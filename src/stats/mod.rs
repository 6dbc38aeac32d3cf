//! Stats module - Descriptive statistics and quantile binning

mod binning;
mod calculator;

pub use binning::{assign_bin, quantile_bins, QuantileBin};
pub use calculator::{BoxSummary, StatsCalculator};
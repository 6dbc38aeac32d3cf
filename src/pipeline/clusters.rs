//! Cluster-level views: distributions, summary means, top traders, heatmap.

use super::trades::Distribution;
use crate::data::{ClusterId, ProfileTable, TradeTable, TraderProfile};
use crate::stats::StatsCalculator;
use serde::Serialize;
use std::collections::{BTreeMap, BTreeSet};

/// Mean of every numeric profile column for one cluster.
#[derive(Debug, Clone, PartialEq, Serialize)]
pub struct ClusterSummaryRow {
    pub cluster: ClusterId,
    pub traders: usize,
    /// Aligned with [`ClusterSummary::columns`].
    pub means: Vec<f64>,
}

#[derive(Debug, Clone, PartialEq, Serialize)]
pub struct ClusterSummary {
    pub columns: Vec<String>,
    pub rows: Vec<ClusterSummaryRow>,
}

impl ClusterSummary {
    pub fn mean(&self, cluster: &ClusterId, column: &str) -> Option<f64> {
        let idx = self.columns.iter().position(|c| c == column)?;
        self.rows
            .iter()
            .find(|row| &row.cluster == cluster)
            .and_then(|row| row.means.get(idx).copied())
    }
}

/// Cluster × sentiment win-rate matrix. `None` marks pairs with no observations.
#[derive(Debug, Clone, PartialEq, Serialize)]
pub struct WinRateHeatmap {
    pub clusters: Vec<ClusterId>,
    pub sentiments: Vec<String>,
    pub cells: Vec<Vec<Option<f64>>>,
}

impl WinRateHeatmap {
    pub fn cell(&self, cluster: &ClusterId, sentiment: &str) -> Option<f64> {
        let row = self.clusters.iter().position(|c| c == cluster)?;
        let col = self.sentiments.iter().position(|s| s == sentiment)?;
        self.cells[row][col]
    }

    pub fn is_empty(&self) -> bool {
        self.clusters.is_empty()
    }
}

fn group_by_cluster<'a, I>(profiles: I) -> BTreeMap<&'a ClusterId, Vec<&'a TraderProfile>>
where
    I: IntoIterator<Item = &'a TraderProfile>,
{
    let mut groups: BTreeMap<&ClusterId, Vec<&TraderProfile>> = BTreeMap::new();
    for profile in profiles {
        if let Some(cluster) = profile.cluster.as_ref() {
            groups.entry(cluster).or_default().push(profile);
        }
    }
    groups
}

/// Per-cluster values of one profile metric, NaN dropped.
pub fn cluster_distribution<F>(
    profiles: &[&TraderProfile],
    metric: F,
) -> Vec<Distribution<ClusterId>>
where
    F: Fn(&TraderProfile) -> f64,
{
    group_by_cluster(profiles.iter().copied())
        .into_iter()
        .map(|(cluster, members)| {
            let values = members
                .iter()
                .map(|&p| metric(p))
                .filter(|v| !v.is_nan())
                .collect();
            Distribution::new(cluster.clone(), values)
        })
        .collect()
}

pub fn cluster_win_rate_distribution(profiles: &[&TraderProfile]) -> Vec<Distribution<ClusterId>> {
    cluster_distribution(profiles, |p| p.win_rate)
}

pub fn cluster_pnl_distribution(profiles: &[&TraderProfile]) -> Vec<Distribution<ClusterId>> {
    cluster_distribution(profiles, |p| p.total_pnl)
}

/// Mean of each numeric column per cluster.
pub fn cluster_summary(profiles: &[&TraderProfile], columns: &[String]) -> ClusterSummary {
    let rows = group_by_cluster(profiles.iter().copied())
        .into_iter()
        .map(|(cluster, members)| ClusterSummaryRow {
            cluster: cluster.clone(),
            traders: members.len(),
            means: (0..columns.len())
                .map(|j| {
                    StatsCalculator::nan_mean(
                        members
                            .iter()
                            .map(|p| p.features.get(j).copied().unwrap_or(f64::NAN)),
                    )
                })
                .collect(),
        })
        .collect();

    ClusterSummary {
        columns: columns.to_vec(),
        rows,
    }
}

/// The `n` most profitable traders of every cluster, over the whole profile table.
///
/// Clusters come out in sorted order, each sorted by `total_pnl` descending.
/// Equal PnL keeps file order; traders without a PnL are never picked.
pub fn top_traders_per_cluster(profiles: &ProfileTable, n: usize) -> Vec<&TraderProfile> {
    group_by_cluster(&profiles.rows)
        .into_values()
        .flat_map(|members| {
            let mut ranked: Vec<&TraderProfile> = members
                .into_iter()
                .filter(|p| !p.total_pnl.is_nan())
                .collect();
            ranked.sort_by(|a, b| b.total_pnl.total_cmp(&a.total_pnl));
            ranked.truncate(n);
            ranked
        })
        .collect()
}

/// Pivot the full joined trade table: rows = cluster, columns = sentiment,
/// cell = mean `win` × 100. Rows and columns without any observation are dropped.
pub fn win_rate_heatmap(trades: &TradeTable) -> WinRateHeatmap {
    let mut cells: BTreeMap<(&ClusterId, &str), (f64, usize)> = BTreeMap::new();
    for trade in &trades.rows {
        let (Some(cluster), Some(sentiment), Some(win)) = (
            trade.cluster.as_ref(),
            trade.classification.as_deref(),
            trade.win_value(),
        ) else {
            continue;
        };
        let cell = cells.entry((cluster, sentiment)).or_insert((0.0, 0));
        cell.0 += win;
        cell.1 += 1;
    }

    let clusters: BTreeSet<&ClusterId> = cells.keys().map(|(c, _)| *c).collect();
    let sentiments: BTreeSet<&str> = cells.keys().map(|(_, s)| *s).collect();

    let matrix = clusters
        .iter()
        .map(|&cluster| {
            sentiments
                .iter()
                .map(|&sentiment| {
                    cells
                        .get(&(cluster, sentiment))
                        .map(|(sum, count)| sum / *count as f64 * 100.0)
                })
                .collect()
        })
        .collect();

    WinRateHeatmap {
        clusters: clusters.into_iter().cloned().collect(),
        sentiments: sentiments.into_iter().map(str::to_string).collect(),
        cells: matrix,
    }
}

-=-=-=-=-

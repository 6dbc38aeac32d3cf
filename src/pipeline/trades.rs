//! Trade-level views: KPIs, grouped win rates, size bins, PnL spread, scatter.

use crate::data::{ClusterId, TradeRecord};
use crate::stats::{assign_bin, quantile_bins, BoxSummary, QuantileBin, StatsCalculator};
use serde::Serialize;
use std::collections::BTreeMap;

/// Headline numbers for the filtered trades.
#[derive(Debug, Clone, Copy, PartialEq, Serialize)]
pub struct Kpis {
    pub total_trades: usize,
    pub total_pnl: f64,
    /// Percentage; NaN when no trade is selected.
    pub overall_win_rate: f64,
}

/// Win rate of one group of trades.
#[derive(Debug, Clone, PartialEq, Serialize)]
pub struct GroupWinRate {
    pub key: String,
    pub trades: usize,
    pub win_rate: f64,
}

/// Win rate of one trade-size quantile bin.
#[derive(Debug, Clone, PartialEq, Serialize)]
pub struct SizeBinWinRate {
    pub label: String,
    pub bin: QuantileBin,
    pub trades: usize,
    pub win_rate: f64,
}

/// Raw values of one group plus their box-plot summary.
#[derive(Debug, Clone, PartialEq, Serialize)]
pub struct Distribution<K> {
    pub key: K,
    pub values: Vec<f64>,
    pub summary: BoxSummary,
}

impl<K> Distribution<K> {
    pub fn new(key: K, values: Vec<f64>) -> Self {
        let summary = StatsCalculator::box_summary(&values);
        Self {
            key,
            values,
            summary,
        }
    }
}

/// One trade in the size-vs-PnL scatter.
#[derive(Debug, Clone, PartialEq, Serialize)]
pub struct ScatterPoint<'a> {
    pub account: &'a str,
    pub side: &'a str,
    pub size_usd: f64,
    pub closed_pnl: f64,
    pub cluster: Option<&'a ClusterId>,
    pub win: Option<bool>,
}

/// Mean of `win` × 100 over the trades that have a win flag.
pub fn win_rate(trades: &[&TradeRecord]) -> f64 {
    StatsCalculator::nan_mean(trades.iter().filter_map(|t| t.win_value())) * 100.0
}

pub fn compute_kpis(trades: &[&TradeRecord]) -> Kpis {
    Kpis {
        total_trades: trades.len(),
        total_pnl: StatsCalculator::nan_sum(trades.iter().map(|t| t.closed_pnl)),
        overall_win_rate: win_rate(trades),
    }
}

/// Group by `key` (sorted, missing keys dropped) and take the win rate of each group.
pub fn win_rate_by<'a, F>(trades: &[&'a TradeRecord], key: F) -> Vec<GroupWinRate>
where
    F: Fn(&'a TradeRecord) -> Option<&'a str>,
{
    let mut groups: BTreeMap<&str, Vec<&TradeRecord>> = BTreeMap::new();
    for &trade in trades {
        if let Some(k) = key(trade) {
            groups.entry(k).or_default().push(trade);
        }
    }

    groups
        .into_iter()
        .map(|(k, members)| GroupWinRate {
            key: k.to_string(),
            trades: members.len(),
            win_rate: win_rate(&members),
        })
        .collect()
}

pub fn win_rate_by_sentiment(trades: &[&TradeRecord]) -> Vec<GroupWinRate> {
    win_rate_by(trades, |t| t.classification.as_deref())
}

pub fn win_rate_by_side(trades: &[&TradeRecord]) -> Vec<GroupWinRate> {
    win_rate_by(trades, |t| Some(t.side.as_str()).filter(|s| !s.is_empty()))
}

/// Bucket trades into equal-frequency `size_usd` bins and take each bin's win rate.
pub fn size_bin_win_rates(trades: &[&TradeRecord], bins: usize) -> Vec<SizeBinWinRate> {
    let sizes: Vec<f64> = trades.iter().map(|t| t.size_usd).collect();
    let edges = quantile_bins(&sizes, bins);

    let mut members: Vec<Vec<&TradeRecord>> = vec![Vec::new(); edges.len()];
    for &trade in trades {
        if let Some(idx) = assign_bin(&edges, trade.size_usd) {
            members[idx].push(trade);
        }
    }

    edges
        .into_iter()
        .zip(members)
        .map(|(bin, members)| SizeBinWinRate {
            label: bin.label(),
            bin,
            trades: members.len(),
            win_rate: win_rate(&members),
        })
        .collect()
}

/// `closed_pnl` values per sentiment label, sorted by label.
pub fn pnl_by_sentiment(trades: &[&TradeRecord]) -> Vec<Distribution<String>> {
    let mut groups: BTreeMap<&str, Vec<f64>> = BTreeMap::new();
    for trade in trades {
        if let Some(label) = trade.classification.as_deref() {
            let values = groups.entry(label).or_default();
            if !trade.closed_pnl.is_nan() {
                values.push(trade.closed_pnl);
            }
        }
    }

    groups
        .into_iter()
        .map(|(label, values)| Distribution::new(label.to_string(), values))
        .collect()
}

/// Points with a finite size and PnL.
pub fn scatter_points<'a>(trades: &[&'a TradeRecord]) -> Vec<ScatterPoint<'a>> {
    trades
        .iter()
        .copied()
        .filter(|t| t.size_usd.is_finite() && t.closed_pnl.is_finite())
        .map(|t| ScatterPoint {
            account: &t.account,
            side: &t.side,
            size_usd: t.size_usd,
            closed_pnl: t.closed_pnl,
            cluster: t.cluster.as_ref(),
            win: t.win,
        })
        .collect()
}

-=-=-=-=-

#### [Exercise description]
Using the records above, gather all lines where the string "keys" is present.

#### [Written response]
    let clusters: BTreeSet<&ClusterId> = cells.keys().map(|(c, _)| *c).collect();
    let sentiments: BTreeSet<&str> = cells.keys().map(|(_, s)| *s).collect();
/// Group by `key` (sorted, missing keys dropped) and take the win rate of each group.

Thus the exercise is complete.